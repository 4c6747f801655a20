// src/db/reply_repo.rs

use sqlx::{Executor, PgPool, Postgres};

use crate::{
    common::error::AppError,
    models::{reply::Reply, EntityId},
};

#[derive(Clone)]
pub struct ReplyRepository {
    pool: PgPool,
}

impl ReplyRepository {
    pub fn new(pool: PgPool) -> Self {
        Self { pool }
    }

    pub async fn create<'e, E>(
        &self,
        executor: E,
        feedback_id: EntityId,
        user_id: EntityId,
        title: &str,
        description: &str,
    ) -> Result<Reply, AppError>
    where
        E: Executor<'e, Database = Postgres>,
    {
        let reply = sqlx::query_as::<_, Reply>(
            r#"
            WITH inserted AS (
                INSERT INTO replies (feedback_id, user_id, title, description)
                VALUES ($1, $2, $3, $4)
                RETURNING *
            )
            SELECT
                i.id, i.title, i.description, i.feedback_id, i.user_id,
                u.email AS author_email, i.created_at
            FROM inserted i
            INNER JOIN users u ON u.id = i.user_id
            "#,
        )
        .bind(feedback_id)
        .bind(user_id)
        .bind(title)
        .bind(description)
        .fetch_one(executor)
        .await?;

        Ok(reply)
    }

    /// Respostas de um feedback, da mais antiga para a mais nova.
    pub async fn list_by_feedback(&self, feedback_id: EntityId) -> Result<Vec<Reply>, AppError> {
        let replies = sqlx::query_as::<_, Reply>(
            r#"
            SELECT
                r.id, r.title, r.description, r.feedback_id, r.user_id,
                u.email AS author_email, r.created_at
            FROM replies r
            INNER JOIN users u ON u.id = r.user_id
            WHERE r.feedback_id = $1
            ORDER BY r.created_at ASC, r.id ASC
            "#,
        )
        .bind(feedback_id)
        .fetch_all(&self.pool)
        .await?;

        Ok(replies)
    }
}
// src/models/auth.rs

use chrono::{DateTime, Utc};
use serde::{Deserialize, Serialize};
use sqlx::FromRow;
use utoipa::ToSchema;
use validator::Validate;

use super::EntityId;

// Representa um usuário vindo do banco de dados
#[derive(Debug, Clone, Serialize, FromRow, ToSchema)]
#[serde(rename_all = "camelCase")]
pub struct User {
    #[schema(example = 7)]
    pub id: EntityId,

    #[schema(example = "ana@empresa.com")]
    pub email: String,

    #[serde(skip_serializing)] // IMPORTANTE para segurança
    #[schema(ignore)]
    pub password_hash: String,

    #[schema(example = 2)]
    pub company_id: Option<EntityId>,

    pub created_at: DateTime<Utc>,
    pub updated_at: DateTime<Utc>,
}

// O resumo que vai junto com o token e no /me
#[derive(Debug, Clone, PartialEq, Serialize, Deserialize, ToSchema)]
#[serde(rename_all = "camelCase")]
pub struct UserSummary {
    pub id: EntityId,
    pub email: String,
    pub company_id: Option<EntityId>,
}

impl From<&User> for UserSummary {
    fn from(user: &User) -> Self {
        Self {
            id: user.id,
            email: user.email.clone(),
            company_id: user.company_id,
        }
    }
}

// Dados para registro de um novo usuário
#[derive(Debug, Default, Deserialize, Validate, ToSchema)]
#[serde(default, rename_all = "camelCase")]
pub struct RegisterUserPayload {
    #[validate(email(message = "invalid_email"))]
    #[schema(example = "ana@empresa.com")]
    pub email: String,

    #[validate(length(min = 1, message = "required"))]
    #[schema(example = "segredo123")]
    pub password: String,

    #[schema(example = 2)]
    pub company_id: Option<EntityId>,
}

// Dados para login
#[derive(Debug, Default, Deserialize, Validate, ToSchema)]
#[serde(default)]
pub struct LoginUserPayload {
    #[validate(email(message = "invalid_email"))]
    #[schema(example = "ana@empresa.com")]
    pub email: String,

    #[validate(length(min = 1, message = "required"))]
    #[schema(example = "segredo123")]
    pub password: String,
}

// Atualização de usuário. A senha só é trocada quando enviada.
#[derive(Debug, Default, Deserialize, Validate, ToSchema)]
#[serde(default, rename_all = "camelCase")]
pub struct UpdateUserPayload {
    #[validate(email(message = "invalid_email"))]
    pub email: String,

    #[validate(length(min = 1, message = "required"))]
    pub password: Option<String>,

    pub company_id: Option<EntityId>,
}

// Resposta de autenticação com o token
#[derive(Debug, Serialize, ToSchema)]
pub struct AuthResponse {
    pub token: String,
    pub user: UserSummary,
}

// Estrutura de dados ("claims") dentro do JWT
#[derive(Debug, Clone, PartialEq, Serialize, Deserialize)]
#[serde(rename_all = "camelCase")]
pub struct Claims {
    pub user_id: EntityId,
    pub email: String,
    pub company_id: Option<EntityId>,
    pub exp: usize, // Expiration time (quando o token expira)
    pub iat: usize, // Issued At (quando o token foi criado)
}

◆ What you will do
Each line above where the word "DateTime" occurs should be copied out.

◆ Task output
use chrono::{DateTime, Utc};
    pub created_at: DateTime<Utc>,
    pub updated_at: DateTime<Utc>,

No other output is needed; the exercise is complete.